# Task brief
Your task is to quote the records from their first line through the line containing "#[derive(Debug, Default)]", with nothing added or left out.

# Dataset items
•••••

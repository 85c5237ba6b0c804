//! Presence validation for incoming payloads.

/// Result of validating a payload.
#[derive(Debug, Clone, PartialEq, Eq)]
pub enum ValidationResult {
    /// The payload carries every required field.
    Valid,
    /// One or more required fields are missing or blank.
    Invalid {
        /// Human-readable descriptions of each validation failure.
        errors: Vec<String>,
    },
}

impl ValidationResult {
    #[must_use]
    pub fn is_valid(&self) -> bool {
        matches!(self, Self::Valid)
    }

    /// Joins all failures into a single message, or `None` when valid.
    #[must_use]
    pub fn message(&self) -> Option<String> {
        match self {
            Self::Valid => None,
            Self::Invalid { errors } => Some(errors.join("; ")),
        }
    }
}

/// Collects presence failures for a single payload.
#[derive(Debug, Default)]
pub struct Presence {
    errors: Vec<String>,
}

impl Presence {
    #[must_use]
    pub fn new() -> Self {
        Self::default()
    }

    /// Records a failure when `value` is empty or whitespace only.
    ///
    /// `message` is reported verbatim, e.g. `"Group name is required"`.
    #[must_use]
    pub fn require(mut self, value: &str, message: &str) -> Self {
        if value.trim().is_empty() {
            self.errors.push(message.to_string());
        }
        self
    }

    #[must_use]
    pub fn finish(self) -> ValidationResult {
        if self.errors.is_empty() {
            ValidationResult::Valid
        } else {
            ValidationResult::Invalid {
                errors: self.errors,
            }
        }
    }
}

#[cfg(test)]
mod tests {
    use super::*;

    #[test]
    fn all_present_is_valid() {
        let result = Presence::new()
            .require("Ada", "First name is required")
            .require("Lovelace", "Last name is required")
            .finish();
        assert!(result.is_valid());
        assert_eq!(result.message(), None);
    }

    #[test]
    fn blank_fields_are_collected_in_order() {
        let result = Presence::new()
            .require("   ", "First name is required")
            .require("", "Last name is required")
            .finish();
        assert_eq!(
            result,
            ValidationResult::Invalid {
                errors: vec![
                    "First name is required".to_string(),
                    "Last name is required".to_string(),
                ],
            }
        );
        assert_eq!(
            result.message().as_deref(),
            Some("First name is required; Last name is required")
        );
    }
}
//! HTTP handlers for the roster server.
//!
//! Each API handler opens one [`Session`](crate::storage::Session), calls a
//! domain operation, commits after a successful write, and maps the outcome
//! to a status and JSON body. A handler that returns early drops its session,
//! which rolls the transaction back.

pub mod courses;
pub mod extract;
pub mod groups;
pub mod health;
pub mod metrics;
pub mod students;

pub use courses::{
    create_course_handler, delete_course_handler, get_course_handler, list_courses_handler,
    students_by_course_handler, update_course_handler,
};
pub use extract::{JsonBody, PatchBody, PathParam, QueryParams};
pub use groups::{
    create_group_handler, group_students_handler, groups_with_max_students_handler,
    list_groups_handler,
};
pub use health::{health_handler, liveness_handler, readiness_handler};
pub use metrics::metrics_handler;
pub use students::{
    create_student_handler, delete_student_handler, enroll_handler, get_student_handler,
    list_students_handler, unenroll_handler, update_student_handler,
};

use std::sync::Arc;
use std::time::Instant;

use metrics_exporter_prometheus::PrometheusHandle;

use super::{NetworkConfig, ShutdownController};
use crate::storage::Database;

/// Shared application state passed to all axum handlers via `State` extraction.
///
/// Every field is cheap to clone.
#[derive(Clone)]
pub struct AppState {
    /// Relational store; handlers open one session per request.
    pub db: Database,
    /// Health state and in-flight tracking.
    pub shutdown: Arc<ShutdownController>,
    pub config: Arc<NetworkConfig>,
    /// Present when the Prometheus recorder is installed.
    pub metrics: Option<PrometheusHandle>,
    /// Server process start time, used for uptime calculation.
    pub start_time: Instant,
}

impl AppState {
    #[must_use]
    pub fn new(db: Database, config: NetworkConfig) -> Self {
        Self {
            db,
            shutdown: Arc::new(ShutdownController::new()),
            config: Arc::new(config),
            metrics: None,
            start_time: Instant::now(),
        }
    }
}

#[cfg(test)]
pub(crate) mod test_support {
    use axum::body::Body;
    use axum::http::{header, Method, Request, StatusCode};
    use axum::Router;
    use serde_json::Value;
    use tower::ServiceExt;

    use super::AppState;
    use crate::network::{build_router, NetworkConfig};
    use crate::storage::{Database, StorageConfig};

    pub async fn test_app() -> Router {
        let db = Database::in_memory().await.unwrap();
        build_router(AppState::new(db, NetworkConfig::default()))
    }

    /// Router over a file-backed database with a multi-connection pool, so
    /// concurrent requests really run in parallel. Keep the `TempDir` alive
    /// for the duration of the test.
    pub async fn file_app() -> (tempfile::TempDir, Router) {
        let dir = tempfile::tempdir().unwrap();
        let config = StorageConfig {
            database_url: format!("sqlite://{}", dir.path().join("roster.db").display()),
            ..StorageConfig::default()
        };
        let db = Database::connect(&config).await.unwrap();
        db.initialize().await.unwrap();
        (dir, build_router(AppState::new(db, NetworkConfig::default())))
    }

    /// Sends one request and returns the status and the JSON body
    /// (`Value::Null` for an empty body).
    pub async fn send(
        app: &Router,
        method: Method,
        uri: &str,
        body: Option<Value>,
    ) -> (StatusCode, Value) {
        let builder = Request::builder().method(method).uri(uri);
        let request = match body {
            Some(json) => builder
                .header(header::CONTENT_TYPE, "application/json")
                .body(Body::from(json.to_string()))
                .unwrap(),
            None => builder.body(Body::empty()).unwrap(),
        };

        let response = app.clone().oneshot(request).await.unwrap();
        let status = response.status();
        let bytes = axum::body::to_bytes(response.into_body(), usize::MAX)
            .await
            .unwrap();
        let json = if bytes.is_empty() {
            Value::Null
        } else {
            serde_json::from_slice(&bytes).unwrap_or(Value::Null)
        };
        (status, json)
    }
}
//! Relational persistence for groups, students, and courses.
//!
//! - [`Database`]: connection pool, schema bootstrap, and session factory
//! - [`Session`]: one transaction per request; entity reads and writes are
//!   methods on the session, split by table across the submodules
//! - [`StoreError`]: storage failures, with constraint violations
//!   classified into their own variant

pub mod config;
pub mod courses;
pub mod database;
pub mod enrollments;
pub mod error;
pub mod groups;
pub mod session;
pub mod students;

pub use config::*;
pub use database::*;
pub use error::*;
pub use session::*;
use std::time::Duration;

use crate::network::NetworkConfig;
use crate::storage::StorageConfig;

/// Top-level server configuration assembled by the binary.
#[derive(Debug, Clone)]
pub struct ServerConfig {
    pub network: NetworkConfig,
    pub storage: StorageConfig,
    /// Install the Prometheus recorder and expose `GET /metrics`.
    pub metrics_enabled: bool,
    /// How long shutdown waits for in-flight requests before giving up.
    pub drain_timeout: Duration,
}

impl Default for ServerConfig {
    fn default() -> Self {
        Self {
            network: NetworkConfig::default(),
            storage: StorageConfig::default(),
            metrics_enabled: false,
            drain_timeout: Duration::from_secs(30),
        }
    }
}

•••••

# Answer box
repository 85c5237ba6b0c804
//! Presence validation for incoming payloads.

/// Result of validating a payload.
#[derive(Debug, Clone, PartialEq, Eq)]
pub enum ValidationResult {
    /// The payload carries every required field.
    Valid,
    /// One or more required fields are missing or blank.
    Invalid {
        /// Human-readable descriptions of each validation failure.
        errors: Vec<String>,
    },
}

impl ValidationResult {
    #[must_use]
    pub fn is_valid(&self) -> bool {
        matches!(self, Self::Valid)
    }

    /// Joins all failures into a single message, or `None` when valid.
    #[must_use]
    pub fn message(&self) -> Option<String> {
        match self {
            Self::Valid => None,
            Self::Invalid { errors } => Some(errors.join("; ")),
        }
    }
}

/// Collects presence failures for a single payload.
#[derive(Debug, Default)]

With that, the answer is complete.